Groschen-markt vor dem aus: rettungsplan in sicht?
Dingelstädt/Potsdam – Die Insolvenz der beliebten Discounter-Kette Groschen-Markt, die seit über 30 Jahren Schnäppchenartikel anbietet, steht möglicherweise vor einer Wende. Nach der Insolvenzeröffnung im April könnten Gespräche mit Investoren den Erhalt von bis zu 30 Filialen ermöglichen – eine Rettung, die angesichts des veränderten Einzelhandelsumfelds kaum überrascht.

Rettungsschirm für die schnäppchen-kette
Die DEC Handelsgesellschaft mbH aus Dingelstädt, Eigentümerin der Filialen in Sachsen, Sachsen-Anhalt, Brandenburg und Thüringen, kämpfte seit Jahren mit dem zunehmenden Wettbewerb durch internationale Discounter wie Action und Tedi sowie den Aufstieg chinesischer Online-Billigriesen. 190 Mitarbeiter waren bedroht, doch nun gibt es Hoffnung: Drei potenzielle Investoren zeigen Interesse an einer Übernahme.

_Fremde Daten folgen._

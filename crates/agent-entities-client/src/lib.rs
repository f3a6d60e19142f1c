// crates/agent-entities-client/src/lib.rs
// ============================================================================
// Module: Agent Entities Client Library
// Description: REST transport for the entity type API.
// Purpose: Implement `EntityTypesApi` over blocking HTTPS with strict limits.
// Dependencies: agent-entities-core, reqwest, serde, serde_json
// ============================================================================

//! ## Overview
//! `agent-entities-client` implements [`agent_entities_core::EntityTypesApi`]
//! against the hosted REST surface. Requests are bounded by timeouts and
//! response size limits, redirects are never followed, and every request is
//! reported to an [`ApiAuditSink`].

// ============================================================================
// SECTION: Modules
// ============================================================================

pub mod audit;
pub mod http;
pub mod wire;

// ============================================================================
// SECTION: Re-Exports
// ============================================================================

pub use audit::ApiAuditEvent;
pub use audit::ApiAuditEventParams;
pub use audit::ApiAuditSink;
pub use audit::ApiFileAuditSink;
pub use audit::ApiNoopAuditSink;
pub use audit::ApiOutcome;
pub use audit::ApiStderrAuditSink;
pub use audit::RequestMethod;
pub use http::HttpEntityTypesClient;
pub use http::RestClientConfig;
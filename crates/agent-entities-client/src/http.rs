// crates/agent-entities-client/src/http.rs
// ============================================================================
// Module: HTTP Entity Types Client
// Description: Blocking REST implementation of `EntityTypesApi`.
// Purpose: Call the hosted entity type API with strict limits.
// Dependencies: agent-entities-core, reqwest, serde_json
// ============================================================================

//! ## Overview
//! [`HttpEntityTypesClient`] maps each [`EntityTypesApi`] call onto the REST
//! surface rooted at `{endpoint}/{api_version}`. Listing follows page tokens
//! up to a page budget. Batch entity calls return long-running operations
//! which are polled until done or the poll budget is spent.
//!
//! Security posture: redirects are disabled, cleartext endpoints require an
//! explicit opt-in, endpoint credentials are rejected, and response bodies
//! are read under a hard byte limit. Bearer tokens are attached as headers
//! and never logged.

// ============================================================================
// SECTION: Imports
// ============================================================================

use std::fmt;
use std::io::Read;
use std::sync::Arc;
use std::thread;
use std::time::Duration;
use std::time::Instant;

use agent_entities_core::AgentName;
use agent_entities_core::ApiError;
use agent_entities_core::Entity;
use agent_entities_core::EntityType;
use agent_entities_core::EntityTypeName;
use agent_entities_core::EntityTypesApi;
use reqwest::Method;
use reqwest::Url;
use reqwest::blocking::Client;
use reqwest::blocking::Response;
use reqwest::header::CONTENT_TYPE;
use reqwest::redirect::Policy;
use serde::Serialize;
use serde::de::DeserializeOwned;

use crate::audit::ApiAuditEvent;
use crate::audit::ApiAuditEventParams;
use crate::audit::ApiAuditSink;
use crate::audit::ApiNoopAuditSink;
use crate::audit::RequestMethod;
use crate::wire::BatchCreateEntitiesRequest;
use crate::wire::BatchDeleteEntitiesRequest;
use crate::wire::ErrorEnvelope;
use crate::wire::ListEntityTypesResponse;
use crate::wire::Operation;

// ============================================================================
// SECTION: Constants
// ============================================================================

/// Maximum bytes of a non-JSON error body echoed into error messages.
const MAX_ERROR_SNIPPET: usize = 256;

// ============================================================================
// SECTION: Configuration
// ============================================================================

/// Transport settings for [`HttpEntityTypesClient`].
///
/// # Invariants
/// - `allow_http = false` blocks cleartext `http://` endpoints.
/// - `max_response_bytes` is a hard upper bound on response bodies.
/// - `max_pages` and `operation_max_polls` bound every loop.
#[derive(Clone, PartialEq, Eq)]
pub struct RestClientConfig {
    /// Base URL (scheme + host, optional port and path prefix).
    pub endpoint: String,
    /// API version path segment.
    pub api_version: String,
    /// Optional language code sent with reads and entity writes.
    pub language_code: Option<String>,
    /// Request timeout in milliseconds.
    pub timeout_ms: u64,
    /// Maximum response size allowed, in bytes.
    pub max_response_bytes: usize,
    /// Page size requested when listing.
    pub page_size: u32,
    /// Maximum pages followed per listing.
    pub max_pages: u32,
    /// Allow cleartext HTTP (disabled by default).
    pub allow_http: bool,
    /// User agent string for outbound requests.
    pub user_agent: String,
    /// Delay between operation polls in milliseconds.
    pub operation_poll_interval_ms: u64,
    /// Maximum operation polls.
    pub operation_max_polls: u32,
    /// Pre-issued bearer token.
    pub access_token: Option<String>,
}

impl Default for RestClientConfig {
    fn default() -> Self {
        Self {
            endpoint: "https://dialogflow.googleapis.com".to_string(),
            api_version: "v2".to_string(),
            language_code: None,
            timeout_ms: 30_000,
            max_response_bytes: 4 * 1024 * 1024,
            page_size: 100,
            max_pages: 1_000,
            allow_http: false,
            user_agent: format!("agent-entities/{}", env!("CARGO_PKG_VERSION")),
            operation_poll_interval_ms: 500,
            operation_max_polls: 120,
            access_token: None,
        }
    }
}

impl fmt::Debug for RestClientConfig {
    fn fmt(&self, f: &mut fmt::Formatter<'_>) -> fmt::Result {
        f.debug_struct("RestClientConfig")
            .field("endpoint", &self.endpoint)
            .field("api_version", &self.api_version)
            .field("language_code", &self.language_code)
            .field("timeout_ms", &self.timeout_ms)
            .field("max_response_bytes", &self.max_response_bytes)
            .field("page_size", &self.page_size)
            .field("max_pages", &self.max_pages)
            .field("allow_http", &self.allow_http)
            .field("user_agent", &self.user_agent)
            .field("operation_poll_interval_ms", &self.operation_poll_interval_ms)
            .field("operation_max_polls", &self.operation_max_polls)
            .field("access_token", &self.access_token.as_ref().map(|_| "<redacted>"))
            .finish()
    }
}

// ============================================================================
// SECTION: Client
// ============================================================================

/// REST client for the entity type API.
///
/// # Invariants
/// - `base` has passed endpoint policy checks and has no trailing slash.
/// - Redirects are not followed.
pub struct HttpEntityTypesClient {
    /// Transport settings.
    config: RestClientConfig,
    /// Validated API root, `{endpoint}/{api_version}`.
    base: String,
    /// HTTP client used for outbound requests.
    client: Client,
    /// Receives one event per request.
    audit: Arc<dyn ApiAuditSink>,
}
// crates/agent-entities-core/src/lib.rs
// ============================================================================
// Module: Agent Entities Core Library
// Description: Public API surface for entity type management.
// Purpose: Expose core types, the API interface, and management runtime.
// Dependencies: crate::{core, interfaces, runtime}
// ============================================================================

//! ## Overview
//! Agent entities core manages entity types and entities of a hosted
//! conversational agent through the [`EntityTypesApi`] interface. It is
//! backend-agnostic: the HTTP transport lives in `agent-entities-client`,
//! and an in-memory backend is provided here for tests and local runs.

// ============================================================================
// SECTION: Modules
// ============================================================================

pub mod core;
pub mod interfaces;
pub mod runtime;

// ============================================================================
// SECTION: Re-Exports
// ============================================================================

pub use core::*;

pub use interfaces::ApiError;
pub use interfaces::EntityTypesApi;
pub use runtime::EntityManagement;
pub use runtime::EntityTypeManagement;
pub use runtime::InMemoryEntityTypes;
pub use runtime::ManagementError;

Laut Insolvenzverwalter Olaf Spiekermann soll im Falle einer erfolgreichen Übernahme die Sicherung der Arbeitsplätze Priorität haben. „Das Kaufverhalten der Deutschen hat sich verändert“, so Spiekermann gegenüber BILD, „und das schlägt sich auch beim Schnäppchenkauf nieder.“ Die Gespräche mit den Investoren sollen im April abgeschlossen werden, und es ist geplant, einen großen Ausverkauf zu starten, sollte die Übernahme zustande kommen.
Welche der 41 Filialen tatsächlich bestehen bleiben, bleibt vorerst unklar. Auch ein neuer Name für die Kette ist denkbar. Die Investoren planen offenbar, den bisherigen Namen Groschen-Markt aufzugeben und ein neues Marktkonzept einzuführen. Die Zukunft der Regale ist ungewiss, doch die Gespräche mit den Investoren eröffnen zumindest eine Perspektive für die Mitarbeiter und Kunden der beliebten Discounter-Kette.
Ein weiterer interessanter Fall: Die Deutsche Edelbrennerei, einst Preisträgerin, wechselt ebenfalls den Eigentümer und den Namen nach der Insolvenz.
Die Insolvenz des Groschen-Markt ist ein deutliches Zeichen für die zunehmende Konzentration im Einzelhandel und die Herausforderungen, denen sich traditionelle Discountmodelle stellen müssen. Die veränderte Konsumlandschaft erfordert Anpassungen, und die Zukunft der Schnäppchenjagd sieht anders aus als noch vor wenigen Jahren.